Currently the National Director for Leadership Advancement for Best Friends Animal Society, Tawny has more than 30 years of experience in the public service arena, creating and implementing programs and services for people and their pets, working effectively with appointed and elected officials, creating and leading teams focused on professional excellence and lifesaving best practices. Tawny currently leads Best Friends' leadership advancement initiatives with a focus on strengthening existing leader's skill sets for the goal of ending the killing of shelter pets in their communities.


 

About Paula Powell

Prior to leading Animal Services, Paula spent 24 years serving the City of El Paso in various operational positions. Before that, Paula served as a 1st Lt in the US Army and was stationed at Fort Bliss. She began her college education at the United States Military Academy and culminated it with her master's in public administration at the University of Texas at El Paso.

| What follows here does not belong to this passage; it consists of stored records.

//! [`FilterChain`]: an ordered list of filters and the begin/end running
//! rules for a call.

use std::sync::Arc;

use polyrpc_types::ModuleData;
use tracing::debug;

use crate::filter::Filter;

/// The outcome of running the chain's begin-filters.
#[derive(Debug, Clone, Copy, PartialEq, Eq)]
pub enum BeginOutcome {
    /// Every begin-filter returned `true`; proceed to the transport subtask.
    Proceed,
    /// Some begin-filter returned `false`, naming its position in the chain.
    /// Remaining begin-filters and the transport are both skipped; end-filters
    /// still run.
    Rejected { filter_index: usize },
}

impl BeginOutcome {
    #[must_use]
    pub fn proceeds(self) -> bool {
        matches!(self, Self::Proceed)
    }
}

/// Filters run in registration order for begin-hooks, and in the *same*
/// (not reversed) order for end-hooks.
#[derive(Default, Clone)]
pub struct FilterChain {
    filters: Vec<Arc<dyn Filter>>,
}

impl FilterChain {
    #[must_use]
    pub fn new() -> Self {
        Self { filters: Vec::new() }
    }

    pub fn push(&mut self, filter: Arc<dyn Filter>) {
        self.filters.push(filter);
    }

    #[must_use]
    pub fn is_empty(&self) -> bool {
        self.filters.is_empty()
    }

    #[must_use]
    pub fn len(&self) -> usize {
        self.filters.len()
    }

    pub async fn run_client_begin(&self, data: &mut ModuleData) -> BeginOutcome {
        for (index, filter) in self.filters.iter().enumerate() {
            if !filter.client_begin(data).await {
                debug!(filter = filter.name(), index, "begin-filter rejected call");
                return BeginOutcome::Rejected { filter_index: index };
            }
        }
        BeginOutcome::Proceed
    }

    pub async fn run_server_begin(&self, data: &mut ModuleData) -> BeginOutcome {
        for (index, filter) in self.filters.iter().enumerate() {
            if !filter.server_begin(data).await {
                debug!(filter = filter.name(), index, "begin-filter rejected call");
                return BeginOutcome::Rejected { filter_index: index };
            }
        }
        BeginOutcome::Proceed
    }

    pub async fn run_client_end(&self, data: &mut ModuleData) {
        for filter in &self.filters {
            if !filter.client_end(data).await {
                debug!(filter = filter.name(), "end-filter reported failure (ignored, all ends still run)");
            }
        }
    }

    pub async fn run_server_end(&self, data: &mut ModuleData) {
        for filter in &self.filters {
            if !filter.server_end(data).await {
                debug!(filter = filter.name(), "end-filter reported failure (ignored, all ends still run)");
            }
        }
    }
}

#[cfg(test)]
mod tests {
    use std::sync::Arc;

    use polyrpc_types::ModuleData;

    use super::{BeginOutcome, FilterChain};
    use crate::filter::{BoxFuture, Filter};

    struct Recorder {
        order: Arc<std::sync::Mutex<Vec<&'static str>>>,
        name: &'static str,
        accept: bool,
    }

    impl Filter for Recorder {
        fn name(&self) -> &str {
            self.name
        }

        fn client_begin<'a>(&'a self, _data: &'a mut ModuleData) -> BoxFuture<'a, bool> {
            Box::pin(async move {
                self.order.lock().expect("lock").push(self.name);
                self.accept
            })
        }

        fn client_end<'a>(&'a self, _data: &'a mut ModuleData) -> BoxFuture<'a, bool> {
            Box::pin(async move {
                self.order.lock().expect("lock").push(self.name);
                true
            })
        }
    }

    #[tokio::test]
    async fn begin_filters_run_in_order_and_short_circuit() {
        let order = Arc::new(std::sync::Mutex::new(Vec::new()));
        let mut chain = FilterChain::new();
        chain.push(Arc::new(Recorder {
            order: order.clone(),
            name: "first",
            accept: true,
        }));
        chain.push(Arc::new(Recorder {
            order: order.clone(),
            name: "second",
            accept: false,
        }));
        chain.push(Arc::new(Recorder {
            order: order.clone(),
            name: "third",
            accept: true,
        }));

        let mut data = ModuleData::new();
        let outcome = chain.run_client_begin(&mut data).await;
        assert_eq!(outcome, BeginOutcome::Rejected { filter_index: 1 });
        assert_eq!(*order.lock().expect("lock"), vec!["first", "second"]);
    }

    #[tokio::test]
    async fn end_filters_all_run_regardless_of_result() {
        let order = Arc::new(std::sync::Mutex::new(Vec::new()));
        let mut chain = FilterChain::new();
        chain.push(Arc::new(Recorder {
            order: order.clone(),
            name: "a",
            accept: false,
        }));
        chain.push(Arc::new(Recorder {
            order: order.clone(),
            name: "b",
            accept: true,
        }));

        let mut data = ModuleData::new();
        chain.run_client_end(&mut data).await;
        assert_eq!(*order.lock().expect("lock"), vec!["a", "b"]);
    }
}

She received her certification in Shelter Management in 2018 and continues to look for new ways to learn and grow in order to save more of the lives that need us most.


 

About Cheryl Schneider

A former nurse/paramedic for 32 years, Cheryl became interested in the city operated animal shelter in Lockhart during her tenure as Emergency Medical Services director. Concerned for the welfare and outcome of the animals at the shelter, she formed the volunteer group Cause for Paws, Inc. in 1999 whose mission was to assist with the shelter's operations and funding. Soon after, Animal Services was placed under her management. After retiring from the City of Lockhart in 2007, Cheryl went to work in Williamson County as the director for the newly built regional animal shelter, which intakes about 7,000 animals annually. During her tenure, the euthanasia rate has steadily decreased and a save rate of over 90 percent has been achieved and kept since December 2010.